When they first came on the scene, both men were seen by some (the ‘some’ must really be emphasised here) as a breath of fresh air. Straight-talking, ostentatiously virile patriarchs who told it like it was, and who weren’t afraid to poke the establishment bear.
Whatever you felt about them, they shook things up. Mourinho by challenging the Wenger-Ferguson executive in his early years at Chelsea; Trump by forging a political path that alienated both sides of a similarly arcane duopoly, the Democratic and Republican parties. And they did so in much the same way: by antagonising and blackening the names of all those opposed to them.
This approach brought them huge success: Mourinho a pile of trophies, Trump a Presidency. Consequently, they now find themselves in charge of two superpowers going through relatively tough times.
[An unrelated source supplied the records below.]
//! Kuhn Poker implementation for CFR validation.
//!
//! Kuhn Poker is a simplified poker game used to validate CFR implementations
//! because it has a known, mathematically proven Nash equilibrium.
//!
//! ## Game Rules
//!
//! - 3 cards: Jack (0), Queen (1), King (2)
//! - 2 players, each antes 1 chip
//! - Each player receives 1 card
//! - Player 1 acts first: Pass or Bet (1 chip)
//! - Player 2 responds based on P1's action
//! - Higher card wins at showdown
//!
//! ## Decisions
//!
//! | index | who    | actions                                   |
//! |-------|--------|-------------------------------------------|
//! | 0     | chance | deal P1's card (J, Q, K)                  |
//! | 1     | chance | deal P2's card (lower / higher remaining) |
//! | 2     | P1     | pass / bet                                |
//! | 3     | P2     | pass / bet                                |
//! | 4     | P1     | pass / bet, after pass-bet                |
//!
//! ## Game Tree
//!
//! ```text
//! P1 (first to act)
//! ├── Pass
//! │   └── P2
//! │       ├── Pass → Showdown (pot = 2)
//! │       └── Bet
//! │           └── P1
//! │               ├── Pass → P2 wins (pot = 3)
//! │               └── Bet → Showdown (pot = 4)
//! └── Bet
//!     └── P2
//!         ├── Pass → P1 wins (pot = 3)
//!         └── Bet → Showdown (pot = 4)
//! ```
//!
//! ## Known Nash Equilibrium
//!
//! - **Player 1 with Jack**: Bet with probability α ∈ [0, 1/3]
//! - **Player 1 with Queen**: Always Pass
//! - **Player 1 with King**: Bet with probability 3α
//! - **Player 2 facing Bet with Jack**: Always Fold
//! - **Player 2 facing Bet with Queen**: Call with probability 1/3
//! - **Player 2 facing Bet with King**: Always Call
//!
//! **Expected Value**: Player 1 EV = -1/18 ≈ -0.0556

use std::fmt;

use crate::cfr::game::{ActionCode, Decision, Game, InfoState};
use crate::impl_game_state;

/// Pass (check if no bet, fold if facing bet).
pub const PASS: ActionCode = 1;
/// Bet (or call if facing bet).
pub const BET: ActionCode = 2;

/// Information state in Kuhn Poker.
///
/// What a player knows: their card and the action history.
#[derive(Debug, Clone, PartialEq, Eq, Hash)]
pub struct KuhnInfoState {
    /// Player's card (0=Jack, 1=Queen, 2=King)
    pub card: u8,
    /// Action history as string (e.g., "pb" = pass then bet)
    pub history: String,
}

impl InfoState for KuhnInfoState {
    fn key(&self) -> String {
        format!("{}:{}", self.card, self.history)
    }
}

impl fmt::Display for KuhnInfoState {
    fn fmt(&self, f: &mut fmt::Formatter<'_>) -> fmt::Result {
        write!(f, "{}|{}", card_symbol(self.card), self.history)
    }
}

/// Complete game state in Kuhn Poker.
#[derive(Debug, Clone, Default, PartialEq, Eq)]
pub struct KuhnState {
    /// Cards dealt so far; `cards[0]` is Player 1's card.
    pub cards: Vec<u8>,
    /// Action history as string
    pub history: String,
}

impl_game_state!(KuhnState);

impl fmt::Display for KuhnState {
    fn fmt(&self, f: &mut fmt::Formatter<'_>) -> fmt::Result {
        let cards: Vec<&str> = self.cards.iter().map(|&c| card_symbol(c)).collect();
        write!(f, "cards:[{}] history:{}", cards.join(" "), self.history)
    }
}

fn card_symbol(card: u8) -> &'static str {
    match card {
        0 => "J",
        1 => "Q",
        2 => "K",
        _ => "?",
    }
}

/// Kuhn Poker game.
#[derive(Debug, Clone)]
pub struct KuhnPoker {
    decisions: Vec<Decision>,
}

impl KuhnPoker {
    /// Create a new Kuhn Poker game.
    pub fn new() -> Self {
        Self {
            decisions: vec![
                Decision::chance("deal P1", 0, 3),
                Decision::chance("deal P2", 1, 2),
                Decision::player("P1 open", 2, 0, 2),
                Decision::player("P2 respond", 3, 1, 2),
                Decision::player("P1 facing bet", 4, 0, 2),
            ],
        }
    }

    /// Get card name for display.
    pub fn card_name(card: u8) -> &'static str {
        match card {
            0 => "Jack",
            1 => "Queen",
            2 => "King",
            _ => "Unknown",
        }
    }

    fn is_terminal(history: &str) -> bool {
        matches!(history, "pp" | "pbp" | "pbb" | "bp" | "bb")
    }

    /// Payoff to player 1 at a terminal history.
    fn p0_payoff(state: &KuhnState) -> f64 {
        let p0_wins = state.cards[0] > state.cards[1];
        let showdown = |stake: f64| if p0_wins { stake } else { -stake };
        match state.history.as_str() {
            "pp" => showdown(1.0),
            "bp" => 1.0,
            "pbp" => -1.0,
            "bb" | "pbb" => showdown(2.0),
            _ => 0.0,
        }
    }
}

impl Default for KuhnPoker {
    fn default() -> Self {
        Self::new()
    }
}

impl Game for KuhnPoker {
    type State = KuhnState;
    type InfoState = KuhnInfoState;

    fn num_players(&self) -> usize {
        2
    }

    fn decisions(&self) -> &[Decision] {
        &self.decisions
    }

    fn initial_state(&self) -> Self::State {
        KuhnState::default()
    }

    fn current_decision(&self, state: &Self::State) -> Option<usize> {
        if state.cards.len() < 2 {
            return Some(state.cards.len());
        }
        match state.history.as_str() {
            "" => Some(2),
            "p" | "b" => Some(3),
            "pb" => Some(4),
            h => {
                debug_assert!(Self::is_terminal(h), "unexpected history {}", h);
                None
            }
        }
    }

    fn apply_action(&self, state: &Self::State, action: ActionCode) -> Self::State {
        let mut next = state.clone();
        match state.cards.len() {
            0 => next.cards.push(action - 1),
            1 => {
                let remaining: Vec<u8> = (0..3).filter(|&c| c != state.cards[0]).collect();
                next.cards.push(remaining[action as usize - 1]);
            }
            _ => next.history.push(if action == BET { 'b' } else { 'p' }),
        }
        next
    }

    fn info_state(&self, state: &Self::State, player: usize) -> Self::InfoState {
        KuhnInfoState {
            card: state.cards[player],
            history: state.history.clone(),
        }
    }

    fn utilities(&self, state: &Self::State) -> Vec<f64> {
        let u = Self::p0_payoff(state);
        vec![u, -u]
    }

    fn state_description(&self, state: &Self::State) -> String {
        state.to_string()
    }
}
And it looks as if this responsibility might be getting to them.
These days, Trump resembles a paranoid, doddery grandfather frantically gibbering on about conspiracies and ‘Fake News’. He has created an us-against-them atmosphere among his supporters, a zealous and intransigent band of lackeys for many of whom he is infallible – despite a growing sense of weary exasperation with his antics in the wider population. He grumbles on ad nauseum about ‘respect’, yet shows none to anyone who has nothing to offer him.
Just replace the third word of the previous paragraph with ‘Mourinho’ and you have a pretty accurate summation of the Manchester United manager.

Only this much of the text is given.